# Nemotron 3 Ultra：开放高效混合专家Mamba-Transformer智能体推理模型

- 来源：HuggingFace Daily Papers（社区热门论文）
- 发布时间：2026-06-12 08:00
- AIHOT 分数：64
- AIHOT 链接：https://aihot.virxact.com/items/cmqg55i9n0005sl451g3nyzmp
- 原文链接：https://arxiv.org/abs/2606.15007

## AI 摘要

Nemotron 3 Ultra 是一个 550B 总参数、55B 激活参数的混合专家（MoE）Mamba-Attention 语言模型。它在 20T tokens 上预训练，上下文窗口扩展至 1M tokens，后训练采用监督微调（SFT）、强化学习（RL）和多方教师在线蒸馏（MOPD）。关键技术包括 LatentMoE、多 token 预测（MTP）、NVFP4 预训练、多环境 RLVR、MOPD 和推理预算控制。相比公开 SOTA 大语言模型，推理吞吐量提升约 6 倍且准确率持平，适合长时间运行的自主智能体任务。模型开源基础、后训练和量化检查点，以及训练数据和配方。

## 正文

We introduce Nemotron 3 Ultra, a 550 billion total and 55 billion active parameter Mixture-of-Experts Hybrid Mamba-Attention language model.
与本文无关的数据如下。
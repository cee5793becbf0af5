// SCI "LZS" decompressor (STACpack-style LZ with an MSB-first bit stream).
//
// Token grammar:
//   0 bbbbbbbb            literal byte
//   1 1 ooooooo  <len>    copy, 7-bit offset; offset 0 is the end marker
//   1 0 ooooooooooo <len> copy, 11-bit offset
//
// Length code:
//   00 -> 2, 01 -> 3, 10 -> 4,
//   11 00 -> 5, 11 01 -> 6, 11 10 -> 7,
//   11 11 then nibbles added to 8 while each nibble is 0xF.

use crate::bits::{ByteCursor, MsbBitReader};
use crate::error::{DecodeError, Result};
use crate::window::FixedWindow;

const SHORT_OFFSET_BITS: u32 = 7;
const LONG_OFFSET_BITS: u32 = 11;

/// Decompress into a freshly allocated buffer of `unpacked_size` bytes.
pub fn decompress(input: &[u8], packed_size: usize, unpacked_size: usize) -> Result<Vec<u8>> {
    let mut out = vec![0u8; unpacked_size];
    decompress_into(input, packed_size, &mut out)?;
    Ok(out)
}

/// Decompress into `out`, whose length is the declared unpacked size.
///
/// At most `packed_size` bytes of `input` are read. Returns the number of
/// bytes written. On error, everything decoded so far is left in `out`.
pub fn decompress_into(input: &[u8], packed_size: usize, out: &mut [u8]) -> Result<usize> {
    let cursor = ByteCursor::with_limit(input, packed_size);
    let packed_limit = cursor.limit();
    let mut bits = MsbBitReader::from_cursor(cursor);
    let expected = out.len();
    let mut window = FixedWindow::new(out);

    while !(window.is_full() && bits.bytes_consumed() >= packed_limit) {
        if !bits.read_bit()? {
            let literal = bits.read_bits(8)? as u8;
            window.push(literal)?;
            continue;
        }

        let offset = if bits.read_bit()? {
            let offset = bits.read_bits(SHORT_OFFSET_BITS)?;
            if offset == 0 {
                break;
            }
            offset
        } else {
            bits.read_bits(LONG_OFFSET_BITS)?
        };
        let len = read_length(&mut bits)?;
        window.copy_back(offset as usize, len)?;
    }

    let written = window.pos();
    if written != expected {
        return Err(DecodeError::LengthMismatch {
            expected,
            actual: written,
        });
    }
    Ok(written)
}

fn read_length(bits: &mut MsbBitReader<'_>) -> Result<usize> {
    let sel = bits.read_bits(2)?;
    if sel < 3 {
        return Ok(sel as usize + 2);
    }
    let sel = bits.read_bits(2)?;
    if sel < 3 {
        return Ok(sel as usize + 5);
    }
    let mut len = 8usize;
    loop {
        let nibble = bits.read_bits(4)?;
        len += nibble as usize;
        if nibble != 0xF {
            return Ok(len);
        }
    }
}
// Single-flag register reader sharing its cursor with raw byte reads.
//
// Formats built on this pattern load a whole control word (8, 16 or 32
// bits, little-endian) only when the previous one is used up, and pull
// literal bytes from the very same cursor in between. A flag word therefore
// sits in the stream exactly where the decoder first needs a bit after the
// previous word ran out.

use super::cursor::ByteCursor;
use crate::error::Result;

/// Width of one control word.
#[derive(Debug, Clone, Copy, PartialEq, Eq)]
pub enum FlagUnit {
    U8,
    U16Le,
    U32Le,
}

impl FlagUnit {
    #[inline]
    pub const fn bits(self) -> u32 {
        match self {
            Self::U8 => 8,
            Self::U16Le => 16,
            Self::U32Le => 32,
        }
    }
}

/// Which end of the control word is consumed first.
#[derive(Debug, Clone, Copy, PartialEq, Eq)]
pub enum FlagOrder {
    /// Top bit of the word is the current flag.
    TopFirst,
    /// Bit 0 of the word is the current flag.
    LowFirst,
}

#[derive(Debug, Clone)]
pub struct FlagReader<'a> {
    cursor: ByteCursor<'a>,
    unit: FlagUnit,
    order: FlagOrder,
    reg: u32,
    left: u32,
}

impl<'a> FlagReader<'a> {
    pub fn new(cursor: ByteCursor<'a>, unit: FlagUnit, order: FlagOrder) -> Self {
        Self {
            cursor,
            unit,
            order,
            reg: 0,
            left: 0,
        }
    }

    fn reload(&mut self) -> Result<()> {
        self.reg = match self.unit {
            FlagUnit::U8 => u32::from(self.cursor.read_u8()?),
            FlagUnit::U16Le => u32::from(self.cursor.read_u16_le()?),
            FlagUnit::U32Le => self.cursor.read_u32_le()?,
        };
        self.left = self.unit.bits();
        Ok(())
    }

    /// Next control flag, loading a fresh control word if needed.
    pub fn bit(&mut self) -> Result<bool> {
        if self.left == 0 {
            self.reload()?;
        }
        self.left -= 1;
        let set = match self.order {
            FlagOrder::TopFirst => {
                let top = self.unit.bits() - 1;
                let set = (self.reg >> top) & 1 != 0;
                self.reg = (self.reg << 1) & mask(self.unit.bits());
                set
            }
            FlagOrder::LowFirst => {
                let set = self.reg & 1 != 0;
                self.reg >>= 1;
                set
            }
        };
        Ok(set)
    }

    /// `n` flags folded into an integer, first flag most significant.
    pub fn bits(&mut self, n: u32) -> Result<u32> {
        let mut value = 0;
        for _ in 0..n {
            value = (value << 1) | u32::from(self.bit()?);
        }
        Ok(value)
    }

    /// Next raw byte from the shared stream.
    #[inline]
    pub fn byte(&mut self) -> Result<u8> {
        self.cursor.read_u8()
    }

    #[inline]
    pub fn u16_le(&mut self) -> Result<u16> {
        self.cursor.read_u16_le()
    }

    pub fn cursor(&self) -> &ByteCursor<'a> {
        &self.cursor
    }

    pub fn cursor_mut(&mut self) -> &mut ByteCursor<'a> {
        &mut self.cursor
    }
}

#[inline]
fn mask(bits: u32) -> u32 {
    if bits >= 32 { u32::MAX } else { (1 << bits) - 1 }
}
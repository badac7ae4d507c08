//! Key material with secure memory handling.
//!
//! Key and IV bytes are zeroized on drop and never printed.

use blake2::digest::consts::U32;
use blake2::{Blake2b, Digest};
use std::fmt;
use zeroize::{Zeroize, ZeroizeOnDrop};

use cryptool_common::KeyStrength;

/// Length of the MAC key bound to a [`KeyMaterial`].
pub const MAC_KEY_LENGTH: usize = 32;

/// Length of the key-check value written into ciphertext headers.
pub const CHECK_VALUE_LENGTH: usize = 8;

/// Derived key and IV for one strength tier.
///
/// Created fresh for every engine run and consumed by it.
#[derive(Clone, Zeroize, ZeroizeOnDrop)]
pub struct KeyMaterial {
    #[zeroize(skip)]
    strength: KeyStrength,
    key: Vec<u8>,
    iv: Vec<u8>,
}

impl KeyMaterial {
    /// Assemble key material from raw bytes.
    ///
    /// # Preconditions
    /// - `key.len()` equals `strength.key_len()`
    /// - `iv.len()` equals `strength.block_len()`
    ///
    /// # Errors
    /// - Returns `InvalidInput` if either length is wrong
    pub fn from_parts(
        strength: KeyStrength,
        key: Vec<u8>,
        iv: Vec<u8>,
    ) -> cryptool_common::Result<Self> {
        if key.len() != strength.key_len() || iv.len() != strength.block_len() {
            return Err(cryptool_common::Error::InvalidInput(format!(
                "Key material does not match {} tier",
                strength
            )));
        }
        Ok(Self { strength, key, iv })
    }

    pub fn strength(&self) -> KeyStrength {
        self.strength
    }

    /// Get the key bytes.
    ///
    /// # Security
    /// The returned slice should be used immediately and not stored.
    pub fn key(&self) -> &[u8] {
        &self.key
    }

    /// Get the IV bytes.
    pub fn iv(&self) -> &[u8] {
        &self.iv
    }

    /// Derive the key that authenticates ciphertext produced with this material.
    pub fn mac_key(&self) -> [u8; MAC_KEY_LENGTH] {
        let digest = self.bound_digest(b"cryptool/mac-key");
        let mut out = [0u8; MAC_KEY_LENGTH];
        out.copy_from_slice(&digest);
        out
    }

    /// Short fingerprint that lets a decryptor reject a wrong key up front.
    pub fn check_value(&self) -> [u8; CHECK_VALUE_LENGTH] {
        let digest = self.bound_digest(b"cryptool/key-check");
        let mut out = [0u8; CHECK_VALUE_LENGTH];
        out.copy_from_slice(&digest[..CHECK_VALUE_LENGTH]);
        out
    }

    fn bound_digest(&self, label: &[u8]) -> [u8; 32] {
        let mut hasher = Blake2b::<U32>::new();
        hasher.update(label);
        hasher.update([self.strength.tier_code()]);
        hasher.update(&self.key);
        hasher.update(&self.iv);

        let mut out = [0u8; 32];
        out.copy_from_slice(&hasher.finalize());
        out
    }
}

impl fmt::Debug for KeyMaterial {
    fn fmt(&self, f: &mut fmt::Formatter<'_>) -> fmt::Result {
        write!(f, "KeyMaterial({}, [REDACTED])", self.strength)
    }
}

#[cfg(test)]
mod tests {
    use super::*;

    fn material(strength: KeyStrength, fill: u8) -> KeyMaterial {
        KeyMaterial::from_parts(
            strength,
            vec![fill; strength.key_len()],
            vec![fill; strength.block_len()],
        )
        .unwrap()
    }

    #[test]
    fn test_from_parts_rejects_wrong_lengths() {
        assert!(KeyMaterial::from_parts(KeyStrength::Bits128, vec![0; 8], vec![0; 16]).is_err());
        assert!(KeyMaterial::from_parts(KeyStrength::Bits64, vec![0; 8], vec![0; 16]).is_err());
    }

    #[test]
    fn test_check_value_depends_on_key() {
        let a = material(KeyStrength::Bits256, 1);
        let b = material(KeyStrength::Bits256, 2);
        assert_ne!(a.check_value(), b.check_value());
        assert_eq!(a.check_value(), a.clone().check_value());
    }

    #[test]
    fn test_mac_key_differs_from_check_value() {
        let m = material(KeyStrength::Bits128, 7);
        assert_ne!(&m.mac_key()[..CHECK_VALUE_LENGTH], &m.check_value()[..]);
    }

    #[test]
    fn test_debug_is_redacted() {
        let m = material(KeyStrength::Bits64, 0xAB);
        let printed = format!("{:?}", m);
        assert!(printed.contains("REDACTED"));
        assert!(!printed.contains("171"));
    }
}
We pre-trained Nemotron 3 Ultra on 20 trillion text tokens, then extended the context length to 1M tokens, and post-trained using Supervised Fine Tuning (SFT), Reinforcement Learning (RL), and Multi-teacher On-Policy Distillation (MOPD). Nemotron 3 Ultra is our most capable model yet, employing multiple key technologies - LatentMoE, Multi Token Prediction (MTP), NVFP4 pre-training, multi-environment RLVR, MOPD, and reasoning budget control. Nemotron 3 Ultra achieves up to ~6x higher inference throughput as compared to state-of-the-art publicly available LLMs while attaining on-par accuracy. The state-of-the-art accuracy, high inference throughput, and 1M token context length make Nemotron 3 Ultra ideal for long-running autonomous agentic tasks. We open-source the base, post-trained, and quantized checkpoints, along with the training data and recipe on HuggingFace.